» Problem statement
When the line with "proposes changes to." appears below, start repeating lines exactly, and keep going through the line with "use super::*;"; add nothing outside that span.

» Collected data entries
_ _ _ _ _
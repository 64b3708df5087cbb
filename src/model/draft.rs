//! Drafts: pending, reviewable changes to already-published records.

use std::collections::BTreeMap;

use jiff::Timestamp;
use serde::{Deserialize, Serialize};
use uuid::Uuid;

/// A simple field value, the unit of comparison when diffing two versions
/// of a record.
///
/// Tagged enum so stored diffs are self-describing when read back.
#[derive(Debug, Clone, PartialEq, Eq, Serialize, Deserialize)]
#[serde(tag = "type", content = "value", rename_all = "camelCase")]
pub enum FieldValue {
    Text(String),
    Texts(Vec<String>),
    Flag(bool),
    Reference(Uuid),
}

/// One field's before/after pair inside a draft.
#[derive(Debug, Clone, PartialEq, Eq, Serialize, Deserialize)]
#[serde(rename_all = "camelCase")]
pub struct FieldDifference {
    pub old: Option<FieldValue>,
    pub new: Option<FieldValue>,
}

/// A pending change to an already-published record, carrying a field-level
/// diff instead of overwriting the record directly.
///
/// Created only when the diff is non-empty; consumed by an external
/// review-and-publish workflow.
#[derive(Debug, Clone, Serialize, Deserialize)]
#[serde(rename_all = "camelCase")]
pub struct Draft {
    pub id: Uuid,
    /// The published record this draft proposes changes to.
    pub target_id: Uuid,
    pub target_type: String,
    pub differences: BTreeMap<String, FieldDifference>,
    pub owner: String,
    pub name: String,
    pub created_at: Timestamp,
}

impl Draft {
    /// Naming convention for drafts produced by re-importing a sheet.
    pub fn reimport_name(at: Timestamp) -> String {
        format!("Sheet reimport {at}")
    }
}

/// Computes the field-level differences between two simple-value views of
/// a record. Fields equal in both views are omitted; fields present in
/// only one side appear with the other side as `None`.
pub fn find_differences(
    old: &BTreeMap<String, FieldValue>,
    new: &BTreeMap<String, FieldValue>,
) -> BTreeMap<String, FieldDifference> {
    let mut differences = BTreeMap::new();

    for (name, value) in old {
        if new.get(name) != Some(value) {
            differences.insert(
                name.clone(),
                FieldDifference {
                    old: Some(value.clone()),
                    new: new.get(name).cloned(),
                },
            );
        }
    }

    for (name, value) in new {
        if !old.contains_key(name) {
            differences.insert(
                name.clone(),
                FieldDifference {
                    old: None,
                    new: Some(value.clone()),
                },
            );
        }
    }

    differences
}

#[cfg(test)]
mod tests {
    use super::*;

    fn values(pairs: &[(&str, &str)]) -> BTreeMap<String, FieldValue> {
        pairs
            .iter()
            .map(|(name, value)| ((*name).to_string(), FieldValue::Text((*value).to_string())))
            .collect()
    }

    #[test]
    fn diff_against_self_is_empty() {
        let a = values(&[("displayName", "/old"), ("destination", "/new")]);

        assert!(find_differences(&a, &a).is_empty());
    }

    #[test]
    fn diff_reports_changed_field_only() {
        let old = values(&[("displayName", "/old"), ("destination", "/new")]);
        let new = values(&[("displayName", "/old"), ("destination", "/changed")]);

        let diff = find_differences(&old, &new);
        assert_eq!(diff.len(), 1);

        let difference = &diff["destination"];
        assert_eq!(difference.old, Some(FieldValue::Text("/new".into())));
        assert_eq!(difference.new, Some(FieldValue::Text("/changed".into())));
    }

    #[test]
    fn diff_reports_added_and_removed_fields() {
        let old = values(&[("displayName", "/old")]);
        let new = values(&[("destination", "/new")]);

        let diff = find_differences(&old, &new);
        assert_eq!(diff.len(), 2);
        assert_eq!(diff["displayName"].new, None);
        assert_eq!(diff["destination"].old, None);
    }

    #[test]
    fn reimport_name_carries_timestamp() {
        let at = Timestamp::new(1_000_000_000, 0).unwrap();
        let name = Draft::reimport_name(at);

        assert!(name.starts_with("Sheet reimport "));
        assert!(name.contains("2001"));
    }
}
_ _ _ _ _
» Solution to the exercise
    /// The published record this draft proposes changes to.
    pub target_id: Uuid,
    pub target_type: String,
    pub differences: BTreeMap<String, FieldDifference>,
    pub owner: String,
    pub name: String,
    pub created_at: Timestamp,
}

impl Draft {
    /// Naming convention for drafts produced by re-importing a sheet.
    pub fn reimport_name(at: Timestamp) -> String {
        format!("Sheet reimport {at}")
    }
}

/// Computes the field-level differences between two simple-value views of
/// a record. Fields equal in both views are omitted; fields present in
/// only one side appear with the other side as `None`.
pub fn find_differences(
    old: &BTreeMap<String, FieldValue>,
    new: &BTreeMap<String, FieldValue>,
) -> BTreeMap<String, FieldDifference> {
    let mut differences = BTreeMap::new();

    for (name, value) in old {
        if new.get(name) != Some(value) {
            differences.insert(
                name.clone(),
                FieldDifference {
                    old: Some(value.clone()),
                    new: new.get(name).cloned(),
                },
            );
        }
    }

    for (name, value) in new {
        if !old.contains_key(name) {
            differences.insert(
                name.clone(),
                FieldDifference {
                    old: None,
                    new: Some(value.clone()),
                },
            );
        }
    }

    differences
}

#[cfg(test)]
mod tests {
    use super::*;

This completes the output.